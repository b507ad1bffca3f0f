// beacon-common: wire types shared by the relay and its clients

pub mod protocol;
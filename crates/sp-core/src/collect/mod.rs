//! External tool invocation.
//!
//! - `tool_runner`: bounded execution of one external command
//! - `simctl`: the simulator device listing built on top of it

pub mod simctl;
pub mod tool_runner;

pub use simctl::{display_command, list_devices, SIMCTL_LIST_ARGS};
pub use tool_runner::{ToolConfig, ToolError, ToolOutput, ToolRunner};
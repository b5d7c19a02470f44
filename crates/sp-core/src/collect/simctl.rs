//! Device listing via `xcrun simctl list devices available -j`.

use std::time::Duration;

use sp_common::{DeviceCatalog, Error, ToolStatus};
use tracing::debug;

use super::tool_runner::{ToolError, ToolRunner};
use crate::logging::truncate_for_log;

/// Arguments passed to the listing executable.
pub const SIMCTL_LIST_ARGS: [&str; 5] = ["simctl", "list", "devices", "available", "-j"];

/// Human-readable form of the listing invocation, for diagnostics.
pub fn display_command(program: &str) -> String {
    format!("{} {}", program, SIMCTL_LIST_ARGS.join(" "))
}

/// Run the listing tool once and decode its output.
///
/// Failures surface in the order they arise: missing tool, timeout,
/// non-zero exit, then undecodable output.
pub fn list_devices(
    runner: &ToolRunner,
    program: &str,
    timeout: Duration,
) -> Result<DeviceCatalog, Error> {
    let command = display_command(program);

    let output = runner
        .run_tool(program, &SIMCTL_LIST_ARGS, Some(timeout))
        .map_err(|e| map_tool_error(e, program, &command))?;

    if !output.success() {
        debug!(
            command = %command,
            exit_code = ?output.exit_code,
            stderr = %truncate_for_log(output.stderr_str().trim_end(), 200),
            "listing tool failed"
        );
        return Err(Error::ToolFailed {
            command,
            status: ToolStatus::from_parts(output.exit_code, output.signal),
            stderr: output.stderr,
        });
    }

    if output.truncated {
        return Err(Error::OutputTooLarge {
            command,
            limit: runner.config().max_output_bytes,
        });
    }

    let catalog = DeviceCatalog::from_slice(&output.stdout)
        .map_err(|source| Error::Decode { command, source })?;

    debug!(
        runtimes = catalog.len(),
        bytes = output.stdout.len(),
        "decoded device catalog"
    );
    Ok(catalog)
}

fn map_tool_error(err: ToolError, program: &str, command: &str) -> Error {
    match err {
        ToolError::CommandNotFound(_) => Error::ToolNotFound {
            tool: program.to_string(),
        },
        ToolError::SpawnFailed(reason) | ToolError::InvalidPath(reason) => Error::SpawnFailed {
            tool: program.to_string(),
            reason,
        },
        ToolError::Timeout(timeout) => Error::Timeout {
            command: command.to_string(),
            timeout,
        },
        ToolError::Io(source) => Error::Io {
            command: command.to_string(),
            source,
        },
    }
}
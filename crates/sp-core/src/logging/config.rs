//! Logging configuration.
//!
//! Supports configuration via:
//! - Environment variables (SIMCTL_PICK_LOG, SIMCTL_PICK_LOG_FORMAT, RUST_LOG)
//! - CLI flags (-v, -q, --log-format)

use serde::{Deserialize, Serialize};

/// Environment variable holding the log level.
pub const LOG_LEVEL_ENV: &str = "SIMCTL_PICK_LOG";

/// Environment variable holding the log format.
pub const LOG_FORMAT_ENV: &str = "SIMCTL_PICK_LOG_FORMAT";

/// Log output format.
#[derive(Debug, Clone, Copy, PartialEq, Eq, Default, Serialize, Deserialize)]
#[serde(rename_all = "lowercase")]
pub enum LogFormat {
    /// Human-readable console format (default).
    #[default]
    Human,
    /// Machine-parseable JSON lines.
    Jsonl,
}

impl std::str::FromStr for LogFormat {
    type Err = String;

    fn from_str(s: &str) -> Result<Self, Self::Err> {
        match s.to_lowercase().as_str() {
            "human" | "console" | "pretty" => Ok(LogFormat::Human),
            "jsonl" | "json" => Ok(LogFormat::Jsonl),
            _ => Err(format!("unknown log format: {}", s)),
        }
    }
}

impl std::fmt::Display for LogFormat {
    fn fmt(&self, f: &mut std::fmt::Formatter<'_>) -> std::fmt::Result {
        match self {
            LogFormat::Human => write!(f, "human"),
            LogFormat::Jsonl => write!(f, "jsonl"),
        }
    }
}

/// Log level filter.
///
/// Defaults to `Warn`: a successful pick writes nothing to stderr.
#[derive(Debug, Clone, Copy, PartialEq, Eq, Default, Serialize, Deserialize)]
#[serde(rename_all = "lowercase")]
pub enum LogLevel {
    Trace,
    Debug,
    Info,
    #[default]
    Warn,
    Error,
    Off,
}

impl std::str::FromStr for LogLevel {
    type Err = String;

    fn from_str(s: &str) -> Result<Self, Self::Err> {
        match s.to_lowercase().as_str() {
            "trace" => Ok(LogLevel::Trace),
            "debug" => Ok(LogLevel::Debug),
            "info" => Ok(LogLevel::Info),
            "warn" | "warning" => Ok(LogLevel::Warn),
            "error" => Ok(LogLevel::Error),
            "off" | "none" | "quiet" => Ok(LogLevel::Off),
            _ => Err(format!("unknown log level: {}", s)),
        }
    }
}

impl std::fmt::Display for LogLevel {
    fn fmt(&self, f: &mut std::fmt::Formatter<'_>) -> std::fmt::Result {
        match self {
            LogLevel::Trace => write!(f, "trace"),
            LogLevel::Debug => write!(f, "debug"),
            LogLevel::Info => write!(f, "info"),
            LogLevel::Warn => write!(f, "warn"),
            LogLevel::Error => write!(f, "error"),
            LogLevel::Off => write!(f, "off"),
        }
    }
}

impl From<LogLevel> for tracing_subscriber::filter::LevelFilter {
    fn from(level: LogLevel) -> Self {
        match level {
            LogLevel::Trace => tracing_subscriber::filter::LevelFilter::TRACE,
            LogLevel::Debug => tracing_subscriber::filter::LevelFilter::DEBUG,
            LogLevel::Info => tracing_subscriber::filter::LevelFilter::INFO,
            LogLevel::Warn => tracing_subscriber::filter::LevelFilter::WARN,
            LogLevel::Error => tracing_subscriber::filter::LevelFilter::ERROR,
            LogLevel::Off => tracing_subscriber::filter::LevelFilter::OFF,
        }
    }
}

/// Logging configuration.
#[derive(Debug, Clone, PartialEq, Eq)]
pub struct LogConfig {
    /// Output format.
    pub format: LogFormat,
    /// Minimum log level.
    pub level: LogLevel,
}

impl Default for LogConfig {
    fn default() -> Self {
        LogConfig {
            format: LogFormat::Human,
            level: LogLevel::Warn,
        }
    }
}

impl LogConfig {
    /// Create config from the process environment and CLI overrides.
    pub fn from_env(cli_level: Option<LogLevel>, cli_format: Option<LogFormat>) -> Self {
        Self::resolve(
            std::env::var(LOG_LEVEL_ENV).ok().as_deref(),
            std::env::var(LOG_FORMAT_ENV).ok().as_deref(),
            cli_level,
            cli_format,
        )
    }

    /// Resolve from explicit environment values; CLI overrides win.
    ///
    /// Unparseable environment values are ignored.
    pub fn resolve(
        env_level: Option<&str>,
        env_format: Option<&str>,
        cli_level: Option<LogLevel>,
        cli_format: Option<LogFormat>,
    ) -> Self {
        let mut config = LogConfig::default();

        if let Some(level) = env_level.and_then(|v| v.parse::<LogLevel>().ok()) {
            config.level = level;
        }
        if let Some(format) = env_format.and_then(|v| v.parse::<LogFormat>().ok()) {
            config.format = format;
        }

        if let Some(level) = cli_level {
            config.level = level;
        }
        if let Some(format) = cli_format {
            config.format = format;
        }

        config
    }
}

******************************

▸ **Aim of the exercise**: Provide the number of lines in the entries above on which the string "Jsonl" is found, and no other text.

▸ **Exercise solution**: 3